Ya birisi ölür, ya da birisi öldürür. Benim hikayem her iki şekilde de başlamıştı. Babam ölmüştü. Amcam öldürmüştü.

Ben kim miyim? Ben aslında sıradan biri gibi duran ama aldığı her nefeste ruhu can çekişen, kalbi her fırsatta aklına oynayan kimse. Dinlediği şarkının sesinde, yollarını yürüdüğü sokakta, başını koyup uyuduğu yastıkta babasını arayan kimse.

Arada bir adın geçiyor babacığım, bazen bir gazetede, bazen bir parkta insanlar birbirine seslenirken, bazen bir filmde, bazen de ben kendi kendime duyuyorum senin adını. Annemin sana sesinde ki aşkla seslenişini, her akşam ve sabah güzel sesiyle adını telaffuz edişini anımsıyor kulaklarım.

Bazen görüyor gibi oluyorum sanki seni. Ama zihnimde olan görüntüler net değil. Neden peki? Sen demiştin ya hani bir kere "Birini karşı çok his beslersen onu hiç bir şekilde unutamazsın, onu zihninden silemezsin." Ama görüntün silik silik baba. Seni yeterince sevemedim mi ben yoksa?

Hayır baba ben seni çok sevdim, öyle çok sevdim ki senin için yaşıyorum. Birisi için ölmek kolaydır asıl mesele onsuzken onun için yaşamak değil mi? Sensizken senin için yaşıyorum baba.

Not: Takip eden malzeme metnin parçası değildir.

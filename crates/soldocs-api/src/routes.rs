use axum::extract::DefaultBodyLimit;
use axum::middleware;
use axum::routing::{delete, get, post};
use axum::Router;
use tower_http::cors::CorsLayer;
use tower_http::trace::TraceLayer;

use crate::handlers;
use crate::rate_limit::rate_limit_middleware;
use crate::state::AppState;

const MAX_BODY_BYTES: usize = 5 * 1024 * 1024;

pub fn create_router(state: AppState) -> Router {
    Router::new()
        .route("/api/health", get(handlers::health))
        .route("/api/agent/status", get(handlers::agent_status))
        .route("/api/programs", get(handlers::list_programs))
        .route("/api/programs", post(handlers::enqueue_program))
        .route("/api/programs/:id", get(handlers::get_program))
        .route("/api/programs/:id", delete(handlers::delete_program))
        .route("/api/programs/:id/idl", get(handlers::get_program_idl))
        .route("/api/programs/:id/idl", post(handlers::upload_idl))
        .route("/api/queue", get(handlers::get_queue))
        .layer(middleware::from_fn_with_state(
            state.clone(),
            rate_limit_middleware,
        ))
        .with_state(state)
        .layer(DefaultBodyLimit::max(MAX_BODY_BYTES))
        .layer(
            CorsLayer::new()
                .allow_origin(tower_http::cors::Any)
                .allow_methods(tower_http::cors::Any)
                .allow_headers(tower_http::cors::Any),
        )
        .layer(TraceLayer::new_for_http())
}
use std::collections::HashMap;
use std::sync::atomic::{AtomicUsize, Ordering};
use std::sync::{Arc, Mutex};
use std::time::Duration;

use async_trait::async_trait;
use axum::extract::State;
use axum::http::StatusCode;
use axum::routing::post;
use axum::{Json, Router};
use serde_json::{json, Value};
use soldocs_agent::{Agent, AgentConfig, MAX_ATTEMPTS};
use soldocs_chain::{AccountInfo, ChainRpc};
use soldocs_core::{idl, ProgramStatus, QueueStatus, Result, SolDocsError};
use soldocs_llm::TextGenerator;
use soldocs_store::{QueueItemPatch, Store};
use tempfile::TempDir;

const DRIFT_ID: &str = "dRiftyHA39MWEi3m9aunc5MzRF1JYuBsbn6VPcn33UH";
const JUPITER_ID: &str = "JUP6LkbZbjS1jKKwapdHNy74zcZ3tLUZoi5QNyVTaV4";
const MARINADE_ID: &str = "MarBmsSgKXdrN1egZf5sqe1TMai9K1rChYNDJgjq7aD";

fn mock_idl() -> Value {
    json!({
        "name": "test_program",
        "instructions": [
            {"name": "initialize", "accounts": [], "args": []},
            {"name": "update", "accounts": [], "args": []},
        ],
        "accounts": [{"name": "State", "type": {"kind": "struct", "fields": []}}],
    })
}

#[derive(Clone)]
enum MockAccount {
    Missing,
    Error(String),
}

/// Chain stub: account lookups answer from a fixed table; everything not
/// listed is absent.
struct MockChain {
    accounts: HashMap<String, MockAccount>,
}

impl MockChain {
    fn empty() -> Arc<Self> {
        Arc::new(Self {
            accounts: HashMap::new(),
        })
    }

    fn with(accounts: HashMap<String, MockAccount>) -> Arc<Self> {
        Arc::new(Self { accounts })
    }
}

#[async_trait]
impl ChainRpc for MockChain {
    async fn get_account(&self, address: &str) -> Result<Option<AccountInfo>> {
        match self.accounts.get(address) {
            Some(MockAccount::Error(message)) => Err(SolDocsError::Rpc(message.clone())),
            Some(MockAccount::Missing) | None => Ok(None),
        }
    }

    async fn get_version(&self) -> Result<String> {
        Ok("1.18.0".to_string())
    }
}

struct CountingLlm {
    calls: AtomicUsize,
}

impl CountingLlm {
    fn new() -> Arc<Self> {
        Arc::new(Self {
            calls: AtomicUsize::new(0),
        })
    }

    fn calls(&self) -> usize {
        self.calls.load(Ordering::SeqCst)
    }
}

#[async_trait]
impl TextGenerator for CountingLlm {
    async fn generate(&self, _prompt: &str, _max_tokens: u32) -> Result<String> {
        let n = self.calls.fetch_add(1, Ordering::SeqCst) + 1;
        Ok(format!(
            "### section_{n}\n\nCanned output {n}.\n\n```rust\nlet _ = {n};\n```"
        ))
    }
}

fn agent_config(dir: &TempDir) -> AgentConfig {
    AgentConfig {
        discovery_interval: Duration::from_millis(25),
        concurrency: 1,
        webhook_url: None,
        seeds_dir: dir.path().join("seeds"),
    }
}

async fn open_store(dir: &TempDir) -> Arc<Store> {
    Arc::new(Store::new(dir.path().join("data")).await.expect("store"))
}

#[tokio::test]
async fn happy_path_documents_a_cached_program() {
    let dir = tempfile::tempdir().expect("tempdir");
    let store = open_store(&dir).await;
    let llm = CountingLlm::new();
    let agent = Agent::new(
        store.clone(),
        MockChain::empty(),
        llm.clone(),
        agent_config(&dir),
    );

    store.save_idl(DRIFT_ID, mock_idl()).await.expect("cache idl");
    store.add_to_queue(DRIFT_ID).await.expect("enqueue");

    agent.process_queue().await.expect("cycle");

    // 4 passes: overview, one instruction batch, accounts, security.
    assert_eq!(llm.calls(), 4);

    let doc = store
        .get_documentation(DRIFT_ID)
        .await
        .expect("get docs")
        .expect("docs persisted");
    assert!(!doc.overview.is_empty());
    assert!(!doc.instructions.is_empty());
    assert!(!doc.accounts.is_empty());
    assert!(!doc.security.is_empty());
    assert_eq!(doc.idl_hash, idl::hash_idl(&mock_idl()));

    let program = store
        .get_program(DRIFT_ID)
        .await
        .expect("get program")
        .expect("indexed");
    assert_eq!(program.status, ProgramStatus::Documented);
    assert_eq!(program.name, "test_program");
    assert_eq!(program.instruction_count, 2);
    assert_eq!(program.account_count, 1);

    assert!(store.list_queue().await.expect("queue").is_empty());
}

#[tokio::test]
async fn unchanged_idl_is_not_regenerated() {
    let dir = tempfile::tempdir().expect("tempdir");
    let store = open_store(&dir).await;
    let llm = CountingLlm::new();
    let agent = Agent::new(
        store.clone(),
        MockChain::empty(),
        llm.clone(),
        agent_config(&dir),
    );

    store.save_idl(DRIFT_ID, mock_idl()).await.expect("cache idl");
    store.add_to_queue(DRIFT_ID).await.expect("enqueue");
    agent.process_queue().await.expect("first cycle");
    let first_calls = llm.calls();
    let first_doc = store
        .get_documentation(DRIFT_ID)
        .await
        .expect("get")
        .expect("present");

    // Same IDL, new queue entry: the hash short-circuit skips generation.
    store.add_to_queue(DRIFT_ID).await.expect("re-enqueue");
    agent.process_queue().await.expect("second cycle");

    assert_eq!(llm.calls(), first_calls);
    let second_doc = store
        .get_documentation(DRIFT_ID)
        .await
        .expect("get")
        .expect("still present");
    assert_eq!(second_doc.generated_at, first_doc.generated_at);
    assert!(store.list_queue().await.expect("queue").is_empty());
}

#[tokio::test]
async fn failures_retry_then_permanently_fail() {
    let dir = tempfile::tempdir().expect("tempdir");
    let store = open_store(&dir).await;
    let llm = CountingLlm::new();
    let chain = MockChain::with(HashMap::from([(
        DRIFT_ID.to_string(),
        MockAccount::Error("RPC error -32000: 401 unauthorized".to_string()),
    )]));
    let agent = Agent::new(store.clone(), chain, llm.clone(), agent_config(&dir));

    store.add_to_queue(DRIFT_ID).await.expect("enqueue");
    agent.process_queue().await.expect("cycle");

    let item = store.list_queue().await.expect("queue")[0].clone();
    assert_eq!(item.status, QueueStatus::Failed);
    assert_eq!(item.attempts, 1);
    assert!(item.last_error.expect("error recorded").contains("401"));

    let state = agent.get_state().await.expect("state");
    assert_eq!(state.recent_errors.len(), 1);
    assert_eq!(state.recent_errors[0].program_id, DRIFT_ID);

    // Exhaust the budget by hand, make the item runnable again, re-run.
    store
        .update_queue_item(
            DRIFT_ID,
            QueueItemPatch {
                status: Some(QueueStatus::Pending),
                attempts: Some(MAX_ATTEMPTS),
                ..Default::default()
            },
        )
        .await
        .expect("patch");
    agent.process_queue().await.expect("cycle");

    assert!(store.list_queue().await.expect("queue").is_empty());
    let program = store
        .get_program(DRIFT_ID)
        .await
        .expect("get")
        .expect("recorded");
    assert_eq!(program.status, ProgramStatus::Failed);
    assert!(program
        .error_message
        .expect("message")
        .contains("Permanently failed after 10 attempts"));
    assert_eq!(llm.calls(), 0);
}

#[tokio::test]
async fn concurrent_batch_isolates_failures() {
    let dir = tempfile::tempdir().expect("tempdir");
    let store = open_store(&dir).await;
    let llm = CountingLlm::new();
    let mut config = agent_config(&dir);
    config.concurrency = 3;
    let agent = Agent::new(store.clone(), MockChain::empty(), llm.clone(), config);

    // A and C have cached IDLs and succeed; B has nothing anywhere.
    store.save_idl(DRIFT_ID, mock_idl()).await.expect("idl a");
    let mut other = mock_idl();
    other["name"] = json!("other_program");
    store.save_idl(MARINADE_ID, other).await.expect("idl c");

    store.add_to_queue(DRIFT_ID).await.expect("enqueue a");
    store.add_to_queue(JUPITER_ID).await.expect("enqueue b");
    store.add_to_queue(MARINADE_ID).await.expect("enqueue c");

    agent.process_queue().await.expect("cycle");

    for id in [DRIFT_ID, MARINADE_ID] {
        let program = store.get_program(id).await.expect("get").expect("present");
        assert_eq!(program.status, ProgramStatus::Documented, "{id}");
        assert!(store
            .get_documentation(id)
            .await
            .expect("get docs")
            .is_some());
    }

    let queue = store.list_queue().await.expect("queue");
    assert_eq!(queue.len(), 1);
    assert_eq!(queue[0].program_id, JUPITER_ID);
    assert_eq!(queue[0].status, QueueStatus::Failed);
    assert_eq!(queue[0].attempts, 1);

    let failed = store
        .get_program(JUPITER_ID)
        .await
        .expect("get")
        .expect("present");
    assert_eq!(failed.status, ProgramStatus::Failed);
}

async fn record_webhook(
    State(recorded): State<Arc<Mutex<Vec<Value>>>>,
    Json(body): Json<Value>,
) -> StatusCode {
    recorded.lock().expect("lock").push(body);
    StatusCode::OK
}

#[tokio::test]
async fn completion_fires_exactly_one_webhook() {
    let recorded: Arc<Mutex<Vec<Value>>> = Arc::new(Mutex::new(Vec::new()));
    let app = Router::new()
        .route("/hook", post(record_webhook))
        .with_state(recorded.clone());
    let listener = tokio::net::TcpListener::bind("127.0.0.1:0")
        .await
        .expect("bind");
    let addr = listener.local_addr().expect("addr");
    tokio::spawn(async move {
        axum::serve(listener, app).await.expect("serve");
    });

    let dir = tempfile::tempdir().expect("tempdir");
    let store = open_store(&dir).await;
    let llm = CountingLlm::new();
    let mut config = agent_config(&dir);
    config.webhook_url = Some(format!("http://{addr}/hook"));
    let agent = Agent::new(store.clone(), MockChain::empty(), llm.clone(), config);

    store.save_idl(DRIFT_ID, mock_idl()).await.expect("cache idl");
    store.add_to_queue(DRIFT_ID).await.expect("enqueue");
    agent.process_queue().await.expect("cycle");

    let bodies = recorded.lock().expect("lock").clone();
    assert_eq!(bodies.len(), 1);
    let body = &bodies[0];
    assert_eq!(body["event"], "doc.completed");
    assert_eq!(body["programId"], DRIFT_ID);
    assert_eq!(body["name"], "test_program");
    assert_eq!(
        body["documentation"]["idlHash"],
        idl::hash_idl(&mock_idl())
    );
    let overview = body["documentation"]["overview"]
        .as_str()
        .expect("overview string");
    assert!(overview.chars().count() <= 500);
    assert!(body["documentation"]["instructionCount"].as_u64().expect("count") >= 1);
}

#[tokio::test]
async fn stuck_processing_items_are_recovered_at_start() {
    let dir = tempfile::tempdir().expect("tempdir");
    let store = open_store(&dir).await;
    let llm = CountingLlm::new();

    // Cached IDL plus matching docs: once recovered, the item is skipped
    // without regeneration and leaves the queue. Were recovery broken the
    // item would stay `processing` forever.
    store.save_idl(DRIFT_ID, mock_idl()).await.expect("cache idl");
    store.add_to_queue(DRIFT_ID).await.expect("enqueue");
    let agent = Agent::new(
        store.clone(),
        MockChain::empty(),
        llm.clone(),
        agent_config(&dir),
    );
    agent.process_queue().await.expect("prime docs");
    assert_eq!(llm.calls(), 4);

    store.add_to_queue(DRIFT_ID).await.expect("re-enqueue");
    store
        .update_queue_item(
            DRIFT_ID,
            QueueItemPatch {
                status: Some(QueueStatus::Processing),
                ..Default::default()
            },
        )
        .await
        .expect("simulate crash");

    let agent = Arc::new(Agent::new(
        store.clone(),
        MockChain::empty(),
        llm.clone(),
        agent_config(&dir),
    ));
    let runner = {
        let agent = agent.clone();
        tokio::spawn(async move { agent.start().await })
    };

    let mut drained = false;
    for _ in 0..200 {
        if store.list_queue().await.expect("queue").is_empty() {
            drained = true;
            break;
        }
        tokio::time::sleep(Duration::from_millis(10)).await;
    }
    agent.stop();
    runner.await.expect("join").expect("agent run");

    assert!(drained, "stuck item was never recovered and drained");
    assert_eq!(llm.calls(), 4, "recovery must not regenerate unchanged docs");
    assert!(!agent.is_running());
}

#[tokio::test]
async fn state_snapshot_reflects_store_and_ring() {
    let dir = tempfile::tempdir().expect("tempdir");
    let store = open_store(&dir).await;
    let llm = CountingLlm::new();
    let chain = MockChain::with(HashMap::from([(
        JUPITER_ID.to_string(),
        MockAccount::Error("403 forbidden".to_string()),
    )]));
    let agent = Agent::new(store.clone(), chain, llm.clone(), agent_config(&dir));

    store.save_idl(DRIFT_ID, mock_idl()).await.expect("idl");
    store.add_to_queue(DRIFT_ID).await.expect("enqueue");
    store.add_to_queue(JUPITER_ID).await.expect("enqueue");
    agent.process_queue().await.expect("cycle");

    let state = agent.get_state().await.expect("state");
    assert!(!state.running);
    assert_eq!(state.programs_documented, 1);
    assert_eq!(state.programs_failed, 1);
    assert_eq!(state.total_processed, 2);
    assert_eq!(state.queue_length, 0); // the failed item is not pending
    assert_eq!(state.recent_errors.len(), 1);
}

Çok zor oluyor. Çok canım acıyor, sanki ruhumu birisi içimden çekiyor ama tam çıkarmıyor. Ölmenin eşiğine getiriyor, ama öldürmüyor. Ölsem biter mi acılar? Diner mi bu sancılar? Kapatsam gözlerimi tekrar açmamak üzeri, her şey çok daha kolay olmaz mı? Ben artık özlemek istemiyorum seni. Gelmek istiyorum yanına.

Ama yapamam baba. Gelemem yanına. 'Yaşa.' dedin bana 'Ne olursa olsun, yaşa.' Ve ben senin için yaşıyorum, yaşayacağım. Ne olursa olsun.

📎

24 Ağustos 2020

Ev bugün bomboş, olduğundan çok daha sessiz. Şükürler olsun bugünleri de gördük. Sessizlik çok güzel olsa da içimde bir burukluk oluşuyordu. Sessizliği seviyordum, sessiz ortamları seviyordum ama ürkütücü geliyordu.

Çalan telefon sessizliği yok etmişti. Ekranda gördüğüm isim yüzümde bir gülümsemeye sebebiyet verdi. Açtığımda, her zaman neşeli gelen sesi şu an bitkin geliyordu.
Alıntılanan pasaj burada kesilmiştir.